Hatımoğulları, “Aslında buradan anlaşıldığı üzere AİHM’in de sağlıklı bir değerlendirme yapmamış olduğu anlaşılmıştır. Günümüz koşullarındaki siyasal dengelerin sonucuna bağlı olarak bir davranış takındığını görmekteyiz. Burada CPT’ye çok önemli görevler düşmektedir. Oralara defalarca yapılmış olan çağrılarda işkenceyi izleme komitesi hiçbir biçimde gerçek bir çalışma yürütmüş değildir” diye konuştu.

‘BU İNSAN HAKKI İHLALİ SON BULMALI’

Hatımoğulları konuşmasına şu şekilde devam etti:

“Bu tecrit büyük bir insanlık suçudur da aynı zamanda. Bugün Sayın Öcalan’ın özellikle barış müzakereleri sürecinde biz çok iyi biliyoruz ki bu hükümet ve devlet onu muhatap olarak kabul etmiş, oturup kendisi ile görüşmeler gerçekleştirdi. Ne zaman ki masa devrildi ve Dolmabahçe Mutabakatına son verildi, Kürt meselesinin çözümüne yönelik şiddet yöntemine tekrar bir dönüş yapıldı, o zaman tecrit içinde tecrit gündeme gelmiş oldu. Bizim buradan çağrımızdır. Bu insan hakkı ihlaline bir an önce son verilmelidir. Öcalan ailesi ve avukatları ile görüştürülmelidir. Ve elbette bu atmosferin oluşabilmesi için en önemli vurgularımızdan biri, Kürt meselesinin çözülmesi için barışçıl yollarla yol ve yöntemlere dönülmelidir.”

‘KÜRT MESELESİ BU ÜLKENİN KRONİK BİR SORUNUDUR’

Bugün Dolmabahçe mutabakatının son bulmasının Kürt halkının siyasal iradesinin bir talebi olmadığını ifade eden Hatımoğulları, şöyle noktaladı: “Tek taraflı bir masa devirmeydi.
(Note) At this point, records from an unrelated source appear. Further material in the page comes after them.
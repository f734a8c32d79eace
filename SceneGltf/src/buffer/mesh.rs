//! Mesh stream packing for `BufferPacker`

use std::collections::BTreeMap;

use crate::host::MeshData;

use super::BufferPacker;

/// Attribute accessors shared by every primitive of one mesh.
#[derive(Debug, Clone, PartialEq, Eq)]
pub struct PackedAttributes {
    pub attributes: BTreeMap<String, u32>,
}

impl BufferPacker {
    /// Pack the vertex streams of `mesh`. The mesh must already be validated.
    pub fn pack_attributes(&mut self, mesh: &MeshData) -> PackedAttributes {
        let mut attributes = BTreeMap::new();
        attributes.insert("POSITION".to_string(), self.add_positions(&mesh.positions));
        if let Some(normals) = &mesh.normals {
            attributes.insert("NORMAL".to_string(), self.add_vec3(normals));
        }
        if let Some(tangents) = &mesh.tangents {
            attributes.insert("TANGENT".to_string(), self.add_vec4(tangents));
        }
        for (channel, uvs) in mesh.uvs.iter().enumerate() {
            attributes.insert(format!("TEXCOORD_{channel}"), self.add_texcoords(uvs));
        }
        if let Some(colors) = &mesh.colors {
            attributes.insert("COLOR_0".to_string(), self.add_vec4(colors));
        }
        PackedAttributes { attributes }
    }

    /// Pack one index accessor per submesh, in submesh order.
    pub fn pack_submesh_indices(&mut self, mesh: &MeshData) -> Vec<u32> {
        mesh.submeshes
            .iter()
            .map(|submesh| self.add_indices(&submesh.indices))
            .collect()
    }
}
Buradan çağrımızdır; bu masa yeniden kurulsun. Diyalog ile bu sorunlar çözülsün. Kürt sorunu bu ülkenin kronik bir sorunudur. Her zaman ifade ettiğimiz bir şeyi burada da vurgulamak isteriz, Bugün Türkiye’nin Ortadoğu siyasetinde ciddi bir iflas yaşamasının en temel nedeni Kürt meselesine demokratik yollarla yaklaşmamış olması ve Türkiye’de yaşayan Kürtlerin eşit vatandaşlık haklarına sahip olmamasıdır.”